Loin d’être un bel animal aristotélicien comme en produiront les temps classiques, La tragédie française d’un More cruel envers son seigneur nommé Riviery, gentilhomme espagnol, sa damoiselle et ses enfants, (1) pièce au titre exponentiel prometteur en sensations fortes et qui fut sans doute jouée à Rouen vers 1605-1610, est un vrai monstre dramatique, d’abord pour son esthétique baroque de pièce cruelle aux effets sanglants assurés avec femme violée et pourfendue, enfants précipités d’une tour et mis en bouillie, maître contraint de s’amputer lui-même le nez, le tout orchestré par un esclave noir, un More épouvantable. Cependant, au-delà de l’épouvante et des effets spectaculaires destinés à glacer le sang des spectateurs, cette tragédie est la première pièce de théâtre française et quasiment l’unique jusqu’à la Révolution à traiter de l’esclavage des nègres et des violences corollaires à l’iniquité qu’il représente. Curiosité donc que cette tragédie, première œuvre dramatique à dénoncer l’esclavage comme une pratique dangereuse dont les retours de bâton seront terribles pour les puissances occidentales. Toutefois, ne nous emballons pas trop vite.

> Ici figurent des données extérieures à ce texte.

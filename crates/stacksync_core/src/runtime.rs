use std::path::{Path, PathBuf};

use anyhow::{Result, bail};

use crate::api::ResourceKind;
use crate::config::StackConfig;

/// Resolved on-disk layout for one schema directory.
///
/// One directory per resource kind, one YAML file per item; entries get a
/// subdirectory per content type and labels live in a single tree file.
#[derive(Debug, Clone)]
pub struct ResolvedPaths {
    pub project_root: PathBuf,
    pub schema_dir: PathBuf,
    pub labels_path: PathBuf,
    pub entries_dir: PathBuf,
    pub config_path: PathBuf,
}

impl ResolvedPaths {
    pub fn resolve(project_root: &Path, config: &StackConfig) -> Self {
        let schema_dir = project_root.join(config.schema_dir());
        Self {
            project_root: project_root.to_path_buf(),
            labels_path: schema_dir.join("labels.yaml"),
            entries_dir: schema_dir.join("entries"),
            config_path: project_root.join("stacksync.toml"),
            schema_dir,
        }
    }

    pub fn kind_dir(&self, kind: ResourceKind) -> PathBuf {
        self.schema_dir.join(kind.dir_name())
    }

    pub fn entries_dir_for(&self, content_type_uid: &str) -> PathBuf {
        self.entries_dir.join(content_type_uid)
    }

    pub fn diagnostics(&self) -> String {
        format!(
            "project_root={}\nschema_dir={}\nentries_dir={}\nlabels_path={}\nconfig_path={}",
            self.project_root.display(),
            self.schema_dir.display(),
            self.entries_dir.display(),
            self.labels_path.display(),
            self.config_path.display(),
        )
    }
}

/// Push requires an existing schema directory; pull creates it on demand.
pub fn ensure_ready_for_push(paths: &ResolvedPaths) -> Result<()> {
    if !paths.schema_dir.exists() {
        bail!(
            "schema directory does not exist: {}\nRun `stacksync pull` first to seed it.",
            paths.schema_dir.display()
        );
    }
    Ok(())
}

#[cfg(test)]
mod tests {
    use super::*;

    #[test]
    fn resolve_builds_layout_under_schema_dir() {
        let config = StackConfig::default();
        let paths = ResolvedPaths::resolve(Path::new("/repo"), &config);
        assert_eq!(paths.schema_dir, Path::new("/repo/schema"));
        assert_eq!(paths.labels_path, Path::new("/repo/schema/labels.yaml"));
        assert_eq!(
            paths.entries_dir_for("event"),
            Path::new("/repo/schema/entries/event")
        );
        assert_eq!(
            paths.kind_dir(ResourceKind::ContentType),
            Path::new("/repo/schema/content-types")
        );
    }

    #[test]
    fn ensure_ready_for_push_rejects_missing_schema_dir() {
        let config = StackConfig::default();
        let paths = ResolvedPaths::resolve(Path::new("/definitely/not/here"), &config);
        let error = ensure_ready_for_push(&paths).expect_err("must fail");
        assert!(error.to_string().contains("schema directory does not exist"));
    }
}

Pas d’exaltation humaniste dans ce théâtre ! L’ironie veut que cette pièce contre l’esclavage ne condamne pas l’inhumanité des maîtres, mais l’inhumanité des esclaves qui inévitablement feront courir un grand danger aux maîtres si ceux-ci persistent dans cette pratique, car aucun regret, aucune pénitence, ni même l’affranchissement au final ne sauraient rattraper le mal et empêcher la vengeance la plus abominable.

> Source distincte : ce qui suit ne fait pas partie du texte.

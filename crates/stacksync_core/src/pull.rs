use anyhow::Result;
use serde::Serialize;

use crate::api::{CmsApi, ResourceKind};
use crate::config::DeletionStrategy;
use crate::entries::{entries_module_name, pull_entries};
use crate::labels::{LABELS_MODULE, pull_labels};
use crate::process::{Diagnostics, ProgressSink, TransferResults};
use crate::resources::pull_resources;
use crate::runtime::ResolvedPaths;

/// Per-module result of one sync run.
#[derive(Debug, Clone, Serialize)]
pub struct ModuleOutcome {
    pub module: String,
    pub results: TransferResults,
}

#[derive(Debug, Clone, Default, Serialize)]
pub struct PullReport {
    pub success: bool,
    pub modules: Vec<ModuleOutcome>,
    /// Module-level failures that prevented a module from running at all,
    /// as opposed to per-item failures inside `modules`.
    pub errors: Vec<String>,
    pub request_count: usize,
}

impl PullReport {
    fn record(&mut self, module: &str, outcome: Result<TransferResults>) {
        match outcome {
            Ok(results) => self.modules.push(ModuleOutcome {
                module: module.to_string(),
                results,
            }),
            Err(error) => self.errors.push(format!("{module}: {error:#}")),
        }
    }

    fn finalize(&mut self, request_count: usize) {
        self.request_count = request_count;
        self.success = self.errors.is_empty()
            && self.modules.iter().all(|outcome| outcome.results.success());
    }
}

/// Mirror the whole remote stack into the schema directory. One module's
/// failure is recorded and the remaining modules still run.
pub async fn pull_stack(
    api: &dyn CmsApi,
    paths: &ResolvedPaths,
    deletion_strategy: DeletionStrategy,
    progress: &dyn ProgressSink,
    diagnostics: &dyn Diagnostics,
) -> Result<PullReport> {
    let mut report = PullReport::default();

    for kind in ResourceKind::ALL {
        report.record(
            kind.display_name(),
            pull_resources(api, paths, kind, deletion_strategy, progress).await,
        );
    }

    report.record(
        LABELS_MODULE,
        pull_labels(api, paths, progress).await,
    );

    // Entries depend on content types, so the list comes from the remote
    // side rather than whatever the local mirror held before this run.
    match api.get_items(ResourceKind::ContentType).await {
        Ok(mut content_types) => {
            content_types.sort_by(|a, b| a.title.cmp(&b.title));
            for content_type in &content_types {
                if content_type.uid.is_empty() {
                    diagnostics.warn(&format!(
                        "content type \"{}\" has no uid, skipping its entries",
                        content_type.title
                    ));
                    continue;
                }
                report.record(
                    &entries_module_name(&content_type.uid),
                    pull_entries(
                        api,
                        paths,
                        &content_type.uid,
                        deletion_strategy,
                        progress,
                        diagnostics,
                    )
                    .await,
                );
            }
        }
        Err(error) => report
            .errors
            .push(format!("Entries: {error:#}")),
    }

    report.finalize(api.request_count());
    Ok(report)
}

Tirée d’un fait divers qui serait survenu dans une île espagnole, Majorque peut-être, et raconté notamment par Matteo Bandello, l’histoire est celle d’un seigneur espagnol abusé par son esclave qui a résolu de se venger des coups qu’il a reçus et invoque son Dieu Mahomet à son aide. Le maître regrettant sa violence et faisant repentance décide d’affranchir le More en dépit des conseils de son épouse qui a fait un rêve prémonitoire et le met en garde face à la nature meurtrière des Mores. Le gentilhomme ne l’écoute pas et comme on peut le lire dans l’argument liminaire, gardant « sous voile d’oubli les vieilles rancoeurs de son esclave », il « le met en pleine liberté », ce qui permet au More de préméditer son crime. Comme le seigneur souhaite partir pour la chasse, il confie à son More sa femme et ses enfants que celui-ci a pour mission d’accompagner jusqu’à son château fort construit au bord de la mer. Mais une fois dans la place, le More s’enferme dans la forteresse viole l’épouse et menace ses enfants. De retour de la chasse, le seigneur se retrouve impuissant, chassé hors de sa propre maison, à la merci du More qui lui demande de se couper le nez s’il veut récupérer sa femme et ses enfants. Le seigneur s’exécute, mais le More n’a pas de parole, il précipite les enfants du haut des remparts, poignarde la femme et se jette à son tour à la mer.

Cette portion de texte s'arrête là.